Note: You have reached an old Web page, please go to: Speaking.com for the current site

TOPICS:
Politics
Government / Politics
Health
Healthcare Management

FEE CATEGORY:
5.0k to 10.0k


    Richard D. Lamm is the former three-term Governor of Colorado, having served from January 1975 until January 1987. On leaving office, he taught at Dartmouth College in Hanover, New Hampshire, as the Montgomery Fellow.

    Since its founding in the Fall of 1987, he has served as Director of the Center for Public Policy and Contemporary Issues at the University of Denver. His research and teaching focus has been on the dysfunctional nature of American institutions, with special emphasis on health care system reform and allocation of health care resources.

    Lamm was selected one of Time Magazine's "200 Young Leaders of America" in 1974, and won the Christian Science Monitor "Peace 2020" essay competition in 1985. In 1992, he was honored by the Denver Post and Historic Denver, Inc. as one of the "Colorado 100"—people who have made significant contributions to Colorado and made lasting impressions on the state's history. In 1993, Lamm received the "Humanist of the Year" award from the American Humanist Association. Presently, he is serving as Chairman for the Pew Health Professions Commission, and as the public member for the Accreditation Council for Graduate Medical Education (ACGME).

    Richard Lamm is one of a new breed of policy analysts who argues that the challenge of the 1990s is to meet new public needs with ever more limited resources. Public policy, he maintains, "cannot count on historic revenue growth and, thus, cannot chase geometric curves of public spending." Lamm moves beyond traditional liberalism and conservatism to urge that the task before us is "to reconceptualize much of what government does and how it does it."

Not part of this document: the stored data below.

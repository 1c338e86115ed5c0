// Copyright 2025 eraflo
//
// Licensed under the Apache License, Version 2.0 (the "License");
// you may not use this file except in compliance with the License.
// You may obtain a copy of the License at
//
//     http://www.apache.org/licenses/LICENSE-2.0
//
// Unless required by applicable law or agreed to in writing, software
// distributed under the License is distributed on an "AS IS" BASIS,
// WITHOUT WARRANTIES OR CONDITIONS OF ANY KIND, either express or implied.
// See the License for the specific language governing permissions and
// limitations under the License.

//! Decodes 3D model files into [`StaticMeshData`] or [`MeshData`].

use super::{display_name, extension_of, ImportContext, ImportError, Importer};
use hearth_core::asset::{AssetHandle, AssetMetadata};
use hearth_data::assets::{MeshData, StaticMeshData, SubMesh};
use std::path::Path;
use std::sync::Arc;

/// Imports `.obj`, `.gltf` and `.glb` models.
///
/// As an [`Importer`] it produces a [`StaticMeshData`] with every primitive
/// merged; [`ModelImporter::import_mesh`] keeps primitives separate.
#[derive(Debug, Clone, Copy, Default)]
pub struct ModelImporter;

impl ModelImporter {
    /// Reads every primitive of a model file, in source order.
    pub fn read_submeshes(&self, path: &Path) -> Result<Vec<SubMesh>, ImportError> {
        let extension = extension_of(path);
        let submeshes = match extension.as_str() {
            "obj" => read_obj(path)?,
            "gltf" | "glb" => read_gltf(path)?,
            _ => return Err(ImportError::UnsupportedFormat(extension)),
        };
        if submeshes.is_empty() {
            return Err(ImportError::MissingData(format!(
                "'{}' contains no meshes",
                path.display()
            )));
        }
        Ok(submeshes)
    }

    /// Imports a registered model keeping its primitives separate.
    pub fn import_mesh(
        &self,
        handle: AssetHandle,
        metadata: &AssetMetadata,
        ctx: &mut ImportContext<'_>,
    ) -> Result<Arc<MeshData>, ImportError> {
        let submeshes = self.read_submeshes(&ctx.resolve(metadata))?;
        Ok(Arc::new(MeshData::new(handle, submeshes)))
    }
}

impl Importer for ModelImporter {
    type Output = StaticMeshData;

    fn read(&self, handle: AssetHandle, path: &Path) -> Result<StaticMeshData, ImportError> {
        let submeshes = self.read_submeshes(path)?;
        let merged = SubMesh::merge(display_name(path), &submeshes);
        log::debug!(
            "Merged {} primitives of '{}' into {} vertices.",
            submeshes.len(),
            path.display(),
            merged.vertex_count()
        );
        Ok(StaticMeshData::new(handle, merged))
    }
}

fn read_obj(path: &Path) -> Result<Vec<SubMesh>, ImportError> {
    let options = tobj::LoadOptions {
        triangulate: true,
        single_index: true,
        ..Default::default()
    };
    let (models, materials) = tobj::load_obj(path, &options)?;
    if let Err(e) = materials {
        log::debug!("Ignoring OBJ materials of '{}': {}", path.display(), e);
    }

    Ok(models
        .into_iter()
        .map(|model| {
            let mesh = model.mesh;
            SubMesh {
                name: model.name,
                positions: mesh.positions.chunks_exact(3).map(|v| [v[0], v[1], v[2]]).collect(),
                normals: mesh.normals.chunks_exact(3).map(|n| [n[0], n[1], n[2]]).collect(),
                tex_coords: mesh.texcoords.chunks_exact(2).map(|t| [t[0], t[1]]).collect(),
                indices: mesh.indices,
            }
        })
        .collect())
}

fn read_gltf(path: &Path) -> Result<Vec<SubMesh>, ImportError> {
    let (document, buffers, _images) = gltf::import(path)?;
    let mut submeshes = Vec::new();

    for mesh in document.meshes() {
        let name = mesh.name().unwrap_or_default().to_string();
        for primitive in mesh.primitives() {
            if primitive.mode() != gltf::mesh::Mode::Triangles {
                log::warn!(
                    "Skipping non-triangle primitive {} of mesh '{}' in '{}'.",
                    primitive.index(),
                    name,
                    path.display()
                );
                continue;
            }
            let reader =
                primitive.reader(|buffer| buffers.get(buffer.index()).map(|data| data.0.as_slice()));

            let positions: Vec<[f32; 3]> = reader
                .read_positions()
                .ok_or_else(|| ImportError::MissingData("vertex positions not found".into()))?
                .collect();
            let normals = reader
                .read_normals()
                .map(|iter| iter.collect())
                .unwrap_or_default();
            let tex_coords = reader
                .read_tex_coords(0)
                .map(|iter| iter.into_f32().collect())
                .unwrap_or_default();
            let indices = match reader.read_indices() {
                Some(iter) => iter.into_u32().collect(),
                None => (0..positions.len() as u32).collect(),
            };

            submeshes.push(SubMesh {
                name: name.clone(),
                positions,
                normals,
                tex_coords,
                indices,
            });
        }
    }
    Ok(submeshes)
}
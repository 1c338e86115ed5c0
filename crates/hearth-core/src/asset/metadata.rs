// Copyright 2025 eraflo
//
// Licensed under the Apache License, Version 2.0 (the "License");
// you may not use this file except in compliance with the License.
// You may obtain a copy of the License at
//
//     http://www.apache.org/licenses/LICENSE-2.0
//
// Unless required by applicable law or agreed to in writing, software
// distributed under the License is distributed on an "AS IS" BASIS,
// WITHOUT WARRANTIES OR CONDITIONS OF ANY KIND, either express or implied.
// See the License for the specific language governing permissions and
// limitations under the License.

use super::AssetType;
use std::path::{Component, Path, PathBuf};

/// Describes where an asset lives and what it is, independent of load state.
///
/// This is the "identity card" the registry stores for every handle. It is
/// enough for the importer dispatch to resolve the asset without any other
/// context than the project's asset directory.
#[derive(Debug, Clone, PartialEq, Eq, Default)]
pub struct AssetMetadata {
    /// Path relative to the project asset directory, `/`-separated.
    pub filepath: PathBuf,

    /// The importer tag for this asset.
    pub asset_type: AssetType,
}

impl AssetMetadata {
    /// Creates metadata for a relative path and type.
    pub fn new(filepath: impl Into<PathBuf>, asset_type: AssetType) -> Self {
        Self {
            filepath: filepath.into(),
            asset_type,
        }
    }

    /// The relative path as a `/`-separated string, the form that is persisted.
    pub fn filepath_string(&self) -> String {
        generic_path_string(&self.filepath)
    }

    /// Returns `true` when this metadata points at something importable.
    pub fn is_valid(&self) -> bool {
        !self.asset_type.is_none() && !self.filepath.as_os_str().is_empty()
    }
}

/// Renders a path with `/` separators regardless of the host platform.
///
/// A root or drive prefix is kept once at the front.
pub fn generic_path_string(path: &Path) -> String {
    let mut out = String::new();
    for component in path.components() {
        match component {
            Component::Prefix(prefix) => out.push_str(&prefix.as_os_str().to_string_lossy()),
            Component::RootDir => out.push('/'),
            other => {
                if !out.is_empty() && !out.ends_with('/') {
                    out.push('/');
                }
                out.push_str(&other.as_os_str().to_string_lossy());
            }
        }
    }
    out
}
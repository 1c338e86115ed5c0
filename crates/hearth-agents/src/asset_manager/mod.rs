// Copyright 2025 eraflo
//
// Licensed under the Apache License, Version 2.0 (the "License");
// you may not use this file except in compliance with the License.
// You may obtain a copy of the License at
//
//     http://www.apache.org/licenses/LICENSE-2.0
//
// Unless required by applicable law or agreed to in writing, software
// distributed under the License is distributed on an "AS IS" BASIS,
// WITHOUT WARRANTIES OR CONDITIONS OF ANY KIND, either express or implied.
// See the License for the specific language governing permissions and
// limitations under the License.

//! Implementations of [`AssetManagerBase`](hearth_core::asset::AssetManagerBase).
//!
//! [`EditorAssetManager`] can import, insert and remove assets and persists
//! its registry; [`RuntimeAssetManager`] serves a registry read-only. Both
//! resolve handles the same way:
//!
//! - an unregistered handle resolves to nothing;
//! - a resident non-scene asset is returned as the cached instance;
//! - anything else is imported (or produced by its lazy loader), cached, and
//!   returned. Scenes therefore come back as a fresh instance on every call.

mod config;
mod editor;
mod runtime;

pub use config::AssetManagerConfig;
pub use editor::{AssetLoader, EditorAssetManager};
pub use runtime::RuntimeAssetManager;

use hearth_core::asset::{Asset, AssetHandle, AssetType};
use hearth_core::TaskWorker;
use hearth_data::LoadedAssets;
use hearth_io::{AssetImporter, AssetRegistry, ImportContext};
use std::path::Path;
use std::sync::Arc;

/// The state a manager resolves against.
pub(crate) struct Resolver<'a> {
    pub asset_directory: &'a Path,
    pub registry: &'a AssetRegistry,
    pub loaded: &'a mut LoadedAssets,
    pub worker: &'a mut TaskWorker,
    pub loader: Option<&'a AssetLoader>,
}

impl Resolver<'_> {
    pub(crate) fn resolve(self, handle: AssetHandle) -> Option<Arc<dyn Asset>> {
        let metadata = self.registry.get(handle)?;

        if metadata.asset_type != AssetType::Scene {
            if let Some(asset) = self.loaded.get(&handle) {
                return Some(Arc::clone(asset));
            }
        }

        let asset = match self.loader {
            Some(loader) => loader().or_else(|| {
                log::error!("Lazy loader for asset {handle} produced nothing.");
                None
            }),
            None => {
                let mut ctx = ImportContext::new(self.asset_directory, self.worker);
                AssetImporter::import_asset(handle, metadata, &mut ctx)
                    .inspect_err(|e| {
                        log::error!(
                            "Asset {} ('{}') import failed: {}",
                            handle,
                            metadata.filepath.display(),
                            e
                        )
                    })
                    .ok()
            }
        }?;

        self.loaded.insert(handle, Arc::clone(&asset));
        Some(asset)
    }
}
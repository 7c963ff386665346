//! Input subsystem.
//!
//! Public API is platform-agnostic and does not expose winit types.
//! `platform::winit` translates window events into `InputEvent`s.

pub mod platform;
mod state;
mod types;

pub use state::InputState;
pub use types::{InputEvent, Key, KeyState};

    Richard Lamm has always been on the cutting edge of political change. As a freshman legislator, he drafted and succeeded in passing the nation's first liberalized abortion law. He was an early leader of the environmental movement. Reacting to the high cost of campaigning, he walked the state in his campaign for Governor of Colorado. He is the longest-serving governor in Colorado's history. While Governor, he authored or co-authored five books.

    He is now Director at the Center for Public Policy and Contemporary Issues at the University of Denver, and continues to write provocative and far-sighted monographs and articles.